---------- Data extracts ----------

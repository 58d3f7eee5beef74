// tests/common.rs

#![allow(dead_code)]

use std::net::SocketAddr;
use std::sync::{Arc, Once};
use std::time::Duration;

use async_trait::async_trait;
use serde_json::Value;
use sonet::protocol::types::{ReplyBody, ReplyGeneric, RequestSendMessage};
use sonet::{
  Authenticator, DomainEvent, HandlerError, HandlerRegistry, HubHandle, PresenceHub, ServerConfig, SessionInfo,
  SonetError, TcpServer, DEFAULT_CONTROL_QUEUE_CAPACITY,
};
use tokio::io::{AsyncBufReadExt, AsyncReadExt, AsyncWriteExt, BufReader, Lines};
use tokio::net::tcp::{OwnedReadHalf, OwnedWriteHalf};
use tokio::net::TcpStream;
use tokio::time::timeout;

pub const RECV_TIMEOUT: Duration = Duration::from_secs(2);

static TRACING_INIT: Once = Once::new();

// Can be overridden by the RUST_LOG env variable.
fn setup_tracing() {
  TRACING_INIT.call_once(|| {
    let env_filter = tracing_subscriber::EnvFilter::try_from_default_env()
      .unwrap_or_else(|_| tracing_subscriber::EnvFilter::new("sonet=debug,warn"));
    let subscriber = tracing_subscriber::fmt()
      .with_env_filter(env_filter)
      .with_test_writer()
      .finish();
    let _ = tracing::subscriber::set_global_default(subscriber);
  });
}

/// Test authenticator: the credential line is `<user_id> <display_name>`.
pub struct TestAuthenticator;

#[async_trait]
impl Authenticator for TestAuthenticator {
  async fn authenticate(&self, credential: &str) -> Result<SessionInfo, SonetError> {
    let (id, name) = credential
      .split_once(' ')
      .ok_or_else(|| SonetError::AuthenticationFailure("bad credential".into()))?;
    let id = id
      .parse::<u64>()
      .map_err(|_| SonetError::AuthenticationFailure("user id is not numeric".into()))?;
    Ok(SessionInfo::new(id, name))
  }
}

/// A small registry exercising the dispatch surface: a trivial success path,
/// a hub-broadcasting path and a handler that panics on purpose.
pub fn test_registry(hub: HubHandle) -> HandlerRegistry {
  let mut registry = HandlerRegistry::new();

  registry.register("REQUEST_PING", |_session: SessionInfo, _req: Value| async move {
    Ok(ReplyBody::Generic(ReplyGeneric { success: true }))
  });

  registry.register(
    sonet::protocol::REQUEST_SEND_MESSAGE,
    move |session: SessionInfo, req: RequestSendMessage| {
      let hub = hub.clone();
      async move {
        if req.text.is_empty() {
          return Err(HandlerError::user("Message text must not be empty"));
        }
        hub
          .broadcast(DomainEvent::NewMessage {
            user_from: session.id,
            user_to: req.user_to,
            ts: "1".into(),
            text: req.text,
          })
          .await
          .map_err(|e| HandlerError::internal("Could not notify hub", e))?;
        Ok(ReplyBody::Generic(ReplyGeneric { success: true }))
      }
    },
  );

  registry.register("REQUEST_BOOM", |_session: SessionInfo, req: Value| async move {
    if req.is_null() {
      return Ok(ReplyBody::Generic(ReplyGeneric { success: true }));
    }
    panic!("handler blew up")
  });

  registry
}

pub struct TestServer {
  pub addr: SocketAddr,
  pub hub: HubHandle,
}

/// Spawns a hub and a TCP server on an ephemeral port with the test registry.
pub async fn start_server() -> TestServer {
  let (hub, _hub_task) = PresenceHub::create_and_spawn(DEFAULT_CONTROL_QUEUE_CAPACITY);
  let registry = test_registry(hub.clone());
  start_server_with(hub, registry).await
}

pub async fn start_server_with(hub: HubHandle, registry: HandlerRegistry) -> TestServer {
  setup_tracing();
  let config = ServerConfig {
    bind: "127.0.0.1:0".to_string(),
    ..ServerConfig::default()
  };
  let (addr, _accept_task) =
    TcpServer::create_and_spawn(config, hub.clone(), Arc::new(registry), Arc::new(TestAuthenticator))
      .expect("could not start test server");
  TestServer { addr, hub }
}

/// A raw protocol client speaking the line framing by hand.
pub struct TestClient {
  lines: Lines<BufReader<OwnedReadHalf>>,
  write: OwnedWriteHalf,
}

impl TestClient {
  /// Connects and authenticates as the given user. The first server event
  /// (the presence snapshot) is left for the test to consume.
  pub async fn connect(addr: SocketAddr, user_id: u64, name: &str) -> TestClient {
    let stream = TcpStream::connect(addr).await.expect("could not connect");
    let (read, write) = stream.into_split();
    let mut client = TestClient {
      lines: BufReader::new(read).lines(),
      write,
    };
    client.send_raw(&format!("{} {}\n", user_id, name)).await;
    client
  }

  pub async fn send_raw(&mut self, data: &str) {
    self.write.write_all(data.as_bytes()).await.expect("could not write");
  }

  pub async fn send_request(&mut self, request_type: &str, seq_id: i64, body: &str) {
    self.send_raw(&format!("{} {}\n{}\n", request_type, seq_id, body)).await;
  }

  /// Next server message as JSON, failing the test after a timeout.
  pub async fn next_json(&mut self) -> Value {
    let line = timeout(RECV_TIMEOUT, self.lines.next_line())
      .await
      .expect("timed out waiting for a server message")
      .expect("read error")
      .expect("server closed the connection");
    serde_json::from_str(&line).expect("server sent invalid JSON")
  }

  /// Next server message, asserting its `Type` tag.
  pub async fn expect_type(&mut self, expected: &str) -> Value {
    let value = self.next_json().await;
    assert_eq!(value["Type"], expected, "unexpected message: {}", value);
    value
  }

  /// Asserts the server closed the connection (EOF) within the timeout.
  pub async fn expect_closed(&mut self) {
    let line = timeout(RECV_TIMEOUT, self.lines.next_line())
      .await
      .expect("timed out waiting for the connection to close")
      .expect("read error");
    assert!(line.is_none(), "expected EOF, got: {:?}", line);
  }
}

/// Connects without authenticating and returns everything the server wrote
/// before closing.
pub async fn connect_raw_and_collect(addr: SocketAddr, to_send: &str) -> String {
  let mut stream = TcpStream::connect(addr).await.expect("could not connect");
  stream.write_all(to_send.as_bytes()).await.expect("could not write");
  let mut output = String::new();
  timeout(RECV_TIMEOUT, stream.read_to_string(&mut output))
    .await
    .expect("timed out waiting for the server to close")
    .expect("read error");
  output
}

----------
---------- Data extracts ----------

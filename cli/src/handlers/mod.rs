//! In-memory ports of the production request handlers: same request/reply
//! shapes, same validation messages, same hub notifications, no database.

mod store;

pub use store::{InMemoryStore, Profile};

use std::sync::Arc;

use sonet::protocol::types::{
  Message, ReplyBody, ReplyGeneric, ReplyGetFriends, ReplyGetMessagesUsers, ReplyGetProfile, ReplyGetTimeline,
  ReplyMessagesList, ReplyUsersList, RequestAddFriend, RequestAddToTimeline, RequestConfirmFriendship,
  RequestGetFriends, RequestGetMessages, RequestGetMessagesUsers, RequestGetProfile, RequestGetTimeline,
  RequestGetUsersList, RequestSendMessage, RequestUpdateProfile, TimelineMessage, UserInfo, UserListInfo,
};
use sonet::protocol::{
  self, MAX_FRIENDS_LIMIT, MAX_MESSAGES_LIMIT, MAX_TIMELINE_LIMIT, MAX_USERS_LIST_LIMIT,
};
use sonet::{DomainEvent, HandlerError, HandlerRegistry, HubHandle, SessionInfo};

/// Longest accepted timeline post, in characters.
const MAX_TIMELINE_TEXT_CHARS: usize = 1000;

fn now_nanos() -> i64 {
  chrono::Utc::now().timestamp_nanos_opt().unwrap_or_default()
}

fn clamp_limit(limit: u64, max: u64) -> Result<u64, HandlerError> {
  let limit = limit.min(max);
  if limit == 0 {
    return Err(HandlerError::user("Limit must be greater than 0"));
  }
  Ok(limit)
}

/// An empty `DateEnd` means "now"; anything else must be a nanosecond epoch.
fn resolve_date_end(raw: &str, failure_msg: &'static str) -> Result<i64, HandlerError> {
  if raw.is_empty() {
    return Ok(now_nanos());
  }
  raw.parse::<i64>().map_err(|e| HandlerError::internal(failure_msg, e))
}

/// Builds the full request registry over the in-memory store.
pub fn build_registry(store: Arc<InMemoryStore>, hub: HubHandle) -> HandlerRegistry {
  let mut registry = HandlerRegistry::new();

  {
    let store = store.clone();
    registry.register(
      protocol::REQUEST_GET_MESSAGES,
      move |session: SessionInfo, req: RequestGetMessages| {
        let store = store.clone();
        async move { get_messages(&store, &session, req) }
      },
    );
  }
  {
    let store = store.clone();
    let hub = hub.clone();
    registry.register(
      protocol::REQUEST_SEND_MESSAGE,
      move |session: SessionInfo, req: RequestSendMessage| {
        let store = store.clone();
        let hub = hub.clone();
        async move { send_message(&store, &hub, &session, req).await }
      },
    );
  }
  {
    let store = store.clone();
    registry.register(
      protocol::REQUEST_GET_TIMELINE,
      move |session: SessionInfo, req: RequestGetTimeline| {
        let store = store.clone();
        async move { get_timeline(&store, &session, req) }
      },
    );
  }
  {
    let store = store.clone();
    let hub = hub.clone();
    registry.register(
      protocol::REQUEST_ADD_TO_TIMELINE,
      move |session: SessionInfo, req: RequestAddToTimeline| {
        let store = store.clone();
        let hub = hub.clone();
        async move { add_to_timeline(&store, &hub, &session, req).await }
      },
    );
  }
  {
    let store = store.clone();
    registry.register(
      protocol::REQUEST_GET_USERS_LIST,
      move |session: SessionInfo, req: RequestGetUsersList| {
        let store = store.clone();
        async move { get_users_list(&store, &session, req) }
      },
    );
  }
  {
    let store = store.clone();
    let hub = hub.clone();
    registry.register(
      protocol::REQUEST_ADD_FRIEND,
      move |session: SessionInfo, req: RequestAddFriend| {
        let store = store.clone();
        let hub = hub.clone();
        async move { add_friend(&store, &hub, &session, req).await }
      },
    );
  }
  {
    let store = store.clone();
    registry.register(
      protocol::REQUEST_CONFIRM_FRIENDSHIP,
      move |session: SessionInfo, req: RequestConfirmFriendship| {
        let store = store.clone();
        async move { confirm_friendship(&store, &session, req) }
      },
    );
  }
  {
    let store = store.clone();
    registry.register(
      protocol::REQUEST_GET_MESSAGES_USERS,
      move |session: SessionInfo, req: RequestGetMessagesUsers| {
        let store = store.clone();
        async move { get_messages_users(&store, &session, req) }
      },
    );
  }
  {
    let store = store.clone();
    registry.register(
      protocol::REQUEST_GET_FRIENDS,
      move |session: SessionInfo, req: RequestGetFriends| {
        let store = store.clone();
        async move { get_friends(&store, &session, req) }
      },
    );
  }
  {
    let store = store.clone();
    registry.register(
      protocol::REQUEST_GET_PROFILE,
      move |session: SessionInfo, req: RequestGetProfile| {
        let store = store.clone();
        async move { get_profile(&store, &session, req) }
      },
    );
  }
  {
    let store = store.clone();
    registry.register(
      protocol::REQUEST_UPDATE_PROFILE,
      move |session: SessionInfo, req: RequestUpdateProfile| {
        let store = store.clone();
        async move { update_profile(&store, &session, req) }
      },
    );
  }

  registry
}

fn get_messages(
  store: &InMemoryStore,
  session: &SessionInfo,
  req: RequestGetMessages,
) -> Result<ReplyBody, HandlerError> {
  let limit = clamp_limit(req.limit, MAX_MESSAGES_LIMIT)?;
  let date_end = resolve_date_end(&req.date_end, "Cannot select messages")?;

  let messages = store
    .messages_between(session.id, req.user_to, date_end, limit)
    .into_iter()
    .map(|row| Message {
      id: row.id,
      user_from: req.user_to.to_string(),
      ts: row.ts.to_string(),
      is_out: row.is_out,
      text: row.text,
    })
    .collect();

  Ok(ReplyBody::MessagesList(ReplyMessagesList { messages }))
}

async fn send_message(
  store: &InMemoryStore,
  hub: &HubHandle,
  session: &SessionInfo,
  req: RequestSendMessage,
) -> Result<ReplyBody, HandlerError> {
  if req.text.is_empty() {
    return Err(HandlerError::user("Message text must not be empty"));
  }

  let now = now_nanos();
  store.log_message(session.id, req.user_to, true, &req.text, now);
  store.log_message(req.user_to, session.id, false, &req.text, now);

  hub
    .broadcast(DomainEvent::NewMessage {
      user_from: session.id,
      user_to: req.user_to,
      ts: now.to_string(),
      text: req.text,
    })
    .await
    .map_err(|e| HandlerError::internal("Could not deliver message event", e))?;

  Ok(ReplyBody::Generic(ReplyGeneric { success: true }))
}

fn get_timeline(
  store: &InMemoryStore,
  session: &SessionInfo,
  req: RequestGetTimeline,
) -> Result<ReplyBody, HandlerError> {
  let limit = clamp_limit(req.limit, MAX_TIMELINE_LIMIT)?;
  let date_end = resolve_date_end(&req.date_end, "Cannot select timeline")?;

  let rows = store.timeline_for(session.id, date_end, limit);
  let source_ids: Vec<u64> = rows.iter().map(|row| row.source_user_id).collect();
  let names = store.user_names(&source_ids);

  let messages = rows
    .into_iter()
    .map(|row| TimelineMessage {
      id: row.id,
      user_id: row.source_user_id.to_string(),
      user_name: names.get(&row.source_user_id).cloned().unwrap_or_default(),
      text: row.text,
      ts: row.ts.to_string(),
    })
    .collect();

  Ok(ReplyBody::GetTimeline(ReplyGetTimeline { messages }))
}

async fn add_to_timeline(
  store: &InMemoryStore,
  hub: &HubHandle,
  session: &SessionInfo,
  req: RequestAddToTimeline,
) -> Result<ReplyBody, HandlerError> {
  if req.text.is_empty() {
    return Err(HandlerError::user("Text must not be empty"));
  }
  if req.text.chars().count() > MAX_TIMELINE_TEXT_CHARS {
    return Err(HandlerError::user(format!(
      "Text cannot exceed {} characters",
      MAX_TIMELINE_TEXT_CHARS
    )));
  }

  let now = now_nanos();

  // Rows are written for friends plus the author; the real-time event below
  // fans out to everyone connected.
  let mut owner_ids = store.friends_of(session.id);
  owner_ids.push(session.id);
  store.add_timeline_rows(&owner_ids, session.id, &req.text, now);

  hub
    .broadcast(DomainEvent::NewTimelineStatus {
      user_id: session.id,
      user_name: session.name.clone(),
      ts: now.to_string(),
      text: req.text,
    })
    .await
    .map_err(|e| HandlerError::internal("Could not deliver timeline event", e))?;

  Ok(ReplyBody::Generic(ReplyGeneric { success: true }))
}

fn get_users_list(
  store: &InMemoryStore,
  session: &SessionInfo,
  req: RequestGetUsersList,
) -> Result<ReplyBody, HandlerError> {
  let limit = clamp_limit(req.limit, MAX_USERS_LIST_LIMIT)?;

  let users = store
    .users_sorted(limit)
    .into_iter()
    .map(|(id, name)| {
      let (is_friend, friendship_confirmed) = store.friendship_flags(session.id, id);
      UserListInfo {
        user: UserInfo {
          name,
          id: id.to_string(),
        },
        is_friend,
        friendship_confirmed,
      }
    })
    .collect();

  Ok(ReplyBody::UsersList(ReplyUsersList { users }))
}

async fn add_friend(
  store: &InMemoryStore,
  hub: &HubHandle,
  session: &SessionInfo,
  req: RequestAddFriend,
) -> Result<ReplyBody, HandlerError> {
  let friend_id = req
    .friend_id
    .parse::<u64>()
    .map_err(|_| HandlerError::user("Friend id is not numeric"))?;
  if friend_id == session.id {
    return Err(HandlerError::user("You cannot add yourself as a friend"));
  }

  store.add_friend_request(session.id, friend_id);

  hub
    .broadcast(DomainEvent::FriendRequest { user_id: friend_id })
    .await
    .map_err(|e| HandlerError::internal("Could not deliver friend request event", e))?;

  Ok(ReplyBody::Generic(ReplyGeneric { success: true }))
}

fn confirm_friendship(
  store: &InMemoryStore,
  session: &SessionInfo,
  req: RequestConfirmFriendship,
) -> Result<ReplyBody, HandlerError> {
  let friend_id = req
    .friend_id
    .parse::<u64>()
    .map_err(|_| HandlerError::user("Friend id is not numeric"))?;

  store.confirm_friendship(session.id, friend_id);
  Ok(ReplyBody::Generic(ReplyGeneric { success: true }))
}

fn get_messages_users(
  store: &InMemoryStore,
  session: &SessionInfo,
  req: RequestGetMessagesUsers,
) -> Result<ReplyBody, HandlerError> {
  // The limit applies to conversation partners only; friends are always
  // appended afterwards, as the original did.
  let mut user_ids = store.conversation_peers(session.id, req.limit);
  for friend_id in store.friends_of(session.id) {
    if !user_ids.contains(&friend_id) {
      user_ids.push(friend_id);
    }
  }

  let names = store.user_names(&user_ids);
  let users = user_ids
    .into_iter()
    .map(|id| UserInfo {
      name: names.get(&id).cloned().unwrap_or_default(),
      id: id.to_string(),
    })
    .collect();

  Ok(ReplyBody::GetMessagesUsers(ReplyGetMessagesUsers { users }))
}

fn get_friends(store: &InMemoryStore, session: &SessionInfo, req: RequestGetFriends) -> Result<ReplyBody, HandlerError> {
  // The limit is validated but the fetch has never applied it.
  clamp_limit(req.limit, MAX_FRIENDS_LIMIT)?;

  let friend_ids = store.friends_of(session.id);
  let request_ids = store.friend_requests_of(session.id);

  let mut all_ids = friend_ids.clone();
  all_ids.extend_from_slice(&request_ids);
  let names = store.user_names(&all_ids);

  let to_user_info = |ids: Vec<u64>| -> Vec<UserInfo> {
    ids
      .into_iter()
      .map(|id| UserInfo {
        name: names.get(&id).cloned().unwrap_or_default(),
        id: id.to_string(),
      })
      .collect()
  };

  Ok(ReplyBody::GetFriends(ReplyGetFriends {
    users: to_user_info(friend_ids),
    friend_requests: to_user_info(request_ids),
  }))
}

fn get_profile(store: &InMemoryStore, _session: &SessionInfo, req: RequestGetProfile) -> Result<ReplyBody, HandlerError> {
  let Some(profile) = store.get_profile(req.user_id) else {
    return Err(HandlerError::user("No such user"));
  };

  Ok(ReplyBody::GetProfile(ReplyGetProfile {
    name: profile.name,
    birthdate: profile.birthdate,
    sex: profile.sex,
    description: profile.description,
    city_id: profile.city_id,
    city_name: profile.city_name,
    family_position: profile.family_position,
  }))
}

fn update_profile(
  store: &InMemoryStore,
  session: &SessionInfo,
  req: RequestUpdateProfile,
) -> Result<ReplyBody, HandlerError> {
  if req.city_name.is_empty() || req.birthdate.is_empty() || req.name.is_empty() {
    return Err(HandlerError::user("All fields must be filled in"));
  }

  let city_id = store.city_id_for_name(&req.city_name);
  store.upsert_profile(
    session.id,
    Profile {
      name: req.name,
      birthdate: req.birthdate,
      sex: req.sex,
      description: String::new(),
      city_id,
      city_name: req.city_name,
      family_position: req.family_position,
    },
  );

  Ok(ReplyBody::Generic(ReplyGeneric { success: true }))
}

----------

Lines holding the string "RequestConfirmFriendship" must be copied out of the entries above.

  ReplyMessagesList, ReplyUsersList, RequestAddFriend, RequestAddToTimeline, RequestConfirmFriendship,
      move |session: SessionInfo, req: RequestConfirmFriendship| {
  req: RequestConfirmFriendship,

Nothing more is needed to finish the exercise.